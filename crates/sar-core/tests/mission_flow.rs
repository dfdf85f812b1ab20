use chrono::{Duration, TimeZone, Utc};
use sar_core::{
    calculate_mission_stats, check_no_fly_zone_conflicts, optimize_waypoint_sequence, Breadcrumb,
    Coordinate, CoverageAnalyzer, CoverageConfig, DronePosition, ElevationError,
    FlightSafetyController, LandingZone, MissionParameters, NoFlyZone, RestrictionLevel,
    RtbReason, SearchArea, SearchPattern, SearchPatternGenerator, TerrainAnalyzer,
    WeatherConditions, WeatherRiskEngine, ZoneType,
};

fn search_area() -> SearchArea {
    SearchArea {
        id: "area-1".into(),
        name: "Lincoln Woods".into(),
        polygon: vec![
            Coordinate::new(41.8800, -71.4400),
            Coordinate::new(41.8800, -71.4300),
            Coordinate::new(41.8880, -71.4300),
            Coordinate::new(41.8880, -71.4400),
        ],
        pattern: SearchPattern::Grid,
        line_spacing_m: 100.0,
        altitude_m: 60.0,
        overlap: 0.2,
    }
}

fn ridge(at: Coordinate) -> Result<f64, ElevationError> {
    Ok(40.0 + (at.lat - 41.88) * 2000.0)
}

#[test]
fn plan_annotate_adjust_and_return() {
    let area = search_area();
    let generator = SearchPatternGenerator::default();
    let plan = generator.generate(&area).unwrap();
    assert!(plan.len() > 4);

    let optimized = optimize_waypoint_sequence(&plan);
    assert_eq!(optimized.len(), plan.len());
    assert!(optimized.windows(2).all(|w| w[1].sequence == w[0].sequence + 1));

    let stats = calculate_mission_stats(&optimized, 10.0, 100.0).unwrap();
    assert_eq!(stats.waypoint_count, optimized.len());
    assert!(stats.total_distance_m > 0.0);

    let far_zone = NoFlyZone {
        id: "nfz-airport".into(),
        polygon: vec![
            Coordinate::new(41.72, -71.44),
            Coordinate::new(41.72, -71.42),
            Coordinate::new(41.73, -71.42),
            Coordinate::new(41.73, -71.44),
        ],
        min_altitude_m: None,
        max_altitude_m: Some(400.0),
        restriction_level: RestrictionLevel::Prohibited,
    };
    assert!(check_no_fly_zone_conflicts(&optimized, &[far_zone]).unwrap().is_empty());

    let terrain = TerrainAnalyzer::new(ridge);
    let annotated = terrain.annotate_waypoints(&optimized).unwrap();
    assert_eq!(annotated.len(), optimized.len());
    for (wp, info) in optimized.iter().zip(&annotated) {
        assert_eq!(wp.id, info.waypoint_id);
        assert!((info.altitude_amsl_m - (info.ground_elevation_m + wp.altitude_m)).abs() < 1e-6);
    }

    let weather = WeatherConditions::default().with_wind(12.0, 270.0, 16.0);
    let engine = WeatherRiskEngine::default();
    assert!(engine.is_weather_safe(&weather).safe);
    let mission = MissionParameters {
        altitude_m: area.altitude_m,
        speed_mps: 10.0,
        search_spacing_m: Some(area.line_spacing_m),
    };
    let adjustments = engine.adjust_mission_for_weather(&mission, &weather);
    let adjusted = mission.apply(&adjustments);
    assert!(adjusted.altitude_m < mission.altitude_m);
    assert!(adjusted.altitude_m >= 30.0);
    assert!(adjusted.search_spacing_m.unwrap_or(f64::MAX) < area.line_spacing_m);

    let last = optimized.last().unwrap();
    let drone = DronePosition {
        coordinate: last.coordinate,
        altitude_m: adjusted.altitude_m,
        battery_level: 18.0,
        heading_deg: 0.0,
    };
    let zones = vec![LandingZone {
        id: "lz-base".into(),
        name: "Base".into(),
        coordinate: Coordinate::new(41.8750, -71.4350),
        zone_type: ZoneType::Primary,
        capacity: 4,
        current_occupancy: 1,
        weather_protected: true,
        facilities: vec!["charging".into()],
    }];
    let controller = FlightSafetyController::default();
    let ret = controller.plan_return(&drone, &zones, &weather).unwrap();
    assert!(ret.decision.trigger);
    assert_eq!(ret.decision.reason, Some(RtbReason::LowBattery));
    let path = ret.path.unwrap();
    assert!(path.feasible);
    assert_eq!(path.waypoints.first().map(|w| w.coordinate), Some(drone.coordinate));
}

#[test]
fn breadcrumbs_along_a_plan_produce_coverage() {
    let plan = SearchPatternGenerator::default().generate(&search_area()).unwrap();
    let start = Utc.with_ymd_and_hms(2025, 3, 14, 9, 0, 0).unwrap();
    let crumbs: Vec<Breadcrumb> = plan
        .iter()
        .enumerate()
        .map(|(i, wp)| {
            let team = if i % 2 == 0 { "alpha" } else { "bravo" };
            Breadcrumb::new(
                wp.coordinate.lat,
                wp.coordinate.lng,
                start + Duration::seconds(30 * i as i64),
                team,
            )
        })
        .collect();

    let analyzer = CoverageAnalyzer::new(CoverageConfig::default()).unwrap();
    let analysis = analyzer.analyze(&crumbs, None);
    assert!(!analysis.heatmap.is_empty());
    assert_eq!(analysis.statistics.samples_used, crumbs.len());
    assert!(analysis.statistics.total_area_searched_m2 > 0.0);
}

Exercise: Repeat the whole listing exactly, with no omissions.

Written reply:
filename crates/sar-core/tests/mission_flow.rs
repository dfdf85f812b1ab20
use chrono::{Duration, TimeZone, Utc};
use sar_core::{
    calculate_mission_stats, check_no_fly_zone_conflicts, optimize_waypoint_sequence, Breadcrumb,
    Coordinate, CoverageAnalyzer, CoverageConfig, DronePosition, ElevationError,
    FlightSafetyController, LandingZone, MissionParameters, NoFlyZone, RestrictionLevel,
    RtbReason, SearchArea, SearchPattern, SearchPatternGenerator, TerrainAnalyzer,
    WeatherConditions, WeatherRiskEngine, ZoneType,
};

fn search_area() -> SearchArea {
    SearchArea {
        id: "area-1".into(),
        name: "Lincoln Woods".into(),
        polygon: vec![
            Coordinate::new(41.8800, -71.4400),
            Coordinate::new(41.8800, -71.4300),
            Coordinate::new(41.8880, -71.4300),
            Coordinate::new(41.8880, -71.4400),
        ],
        pattern: SearchPattern::Grid,
        line_spacing_m: 100.0,
        altitude_m: 60.0,
        overlap: 0.2,
    }
}

fn ridge(at: Coordinate) -> Result<f64, ElevationError> {
    Ok(40.0 + (at.lat - 41.88) * 2000.0)
}

#[test]
fn plan_annotate_adjust_and_return() {
    let area = search_area();
    let generator = SearchPatternGenerator::default();
    let plan = generator.generate(&area).unwrap();
    assert!(plan.len() > 4);

    let optimized = optimize_waypoint_sequence(&plan);
    assert_eq!(optimized.len(), plan.len());
    assert!(optimized.windows(2).all(|w| w[1].sequence == w[0].sequence + 1));

    let stats = calculate_mission_stats(&optimized, 10.0, 100.0).unwrap();
    assert_eq!(stats.waypoint_count, optimized.len());
    assert!(stats.total_distance_m > 0.0);

    let far_zone = NoFlyZone {
        id: "nfz-airport".into(),
        polygon: vec![
            Coordinate::new(41.72, -71.44),
            Coordinate::new(41.72, -71.42),
            Coordinate::new(41.73, -71.42),
            Coordinate::new(41.73, -71.44),
        ],
        min_altitude_m: None,
        max_altitude_m: Some(400.0),
        restriction_level: RestrictionLevel::Prohibited,
    };
    assert!(check_no_fly_zone_conflicts(&optimized, &[far_zone]).unwrap().is_empty());

    let terrain = TerrainAnalyzer::new(ridge);
    let annotated = terrain.annotate_waypoints(&optimized).unwrap();
    assert_eq!(annotated.len(), optimized.len());
    for (wp, info) in optimized.iter().zip(&annotated) {
        assert_eq!(wp.id, info.waypoint_id);
        assert!((info.altitude_amsl_m - (info.ground_elevation_m + wp.altitude_m)).abs() < 1e-6);
    }

    let weather = WeatherConditions::default().with_wind(12.0, 270.0, 16.0);
    let engine = WeatherRiskEngine::default();
    assert!(engine.is_weather_safe(&weather).safe);
    let mission = MissionParameters {
        altitude_m: area.altitude_m,
        speed_mps: 10.0,
        search_spacing_m: Some(area.line_spacing_m),
    };
    let adjustments = engine.adjust_mission_for_weather(&mission, &weather);
    let adjusted = mission.apply(&adjustments);
    assert!(adjusted.altitude_m < mission.altitude_m);
    assert!(adjusted.altitude_m >= 30.0);
    assert!(adjusted.search_spacing_m.unwrap_or(f64::MAX) < area.line_spacing_m);

    let last = optimized.last().unwrap();
    let drone = DronePosition {
        coordinate: last.coordinate,
        altitude_m: adjusted.altitude_m,
        battery_level: 18.0,
        heading_deg: 0.0,
    };
    let zones = vec![LandingZone {
        id: "lz-base".into(),
        name: "Base".into(),
        coordinate: Coordinate::new(41.8750, -71.4350),
        zone_type: ZoneType::Primary,
        capacity: 4,
        current_occupancy: 1,
        weather_protected: true,
        facilities: vec!["charging".into()],
    }];
    let controller = FlightSafetyController::default();
    let ret = controller.plan_return(&drone, &zones, &weather).unwrap();
    assert!(ret.decision.trigger);
    assert_eq!(ret.decision.reason, Some(RtbReason::LowBattery));
    let path = ret.path.unwrap();
    assert!(path.feasible);
    assert_eq!(path.waypoints.first().map(|w| w.coordinate), Some(drone.coordinate));
}

#[test]
fn breadcrumbs_along_a_plan_produce_coverage() {
    let plan = SearchPatternGenerator::default().generate(&search_area()).unwrap();
    let start = Utc.with_ymd_and_hms(2025, 3, 14, 9, 0, 0).unwrap();
    let crumbs: Vec<Breadcrumb> = plan
        .iter()
        .enumerate()
        .map(|(i, wp)| {
            let team = if i % 2 == 0 { "alpha" } else { "bravo" };
            Breadcrumb::new(
                wp.coordinate.lat,
                wp.coordinate.lng,
                start + Duration::seconds(30 * i as i64),
                team,
            )
        })
        .collect();

    let analyzer = CoverageAnalyzer::new(CoverageConfig::default()).unwrap();
    let analysis = analyzer.analyze(&crumbs, None);
    assert!(!analysis.heatmap.is_empty());
    assert_eq!(analysis.statistics.samples_used, crumbs.len());
    assert!(analysis.statistics.total_area_searched_m2 > 0.0);
}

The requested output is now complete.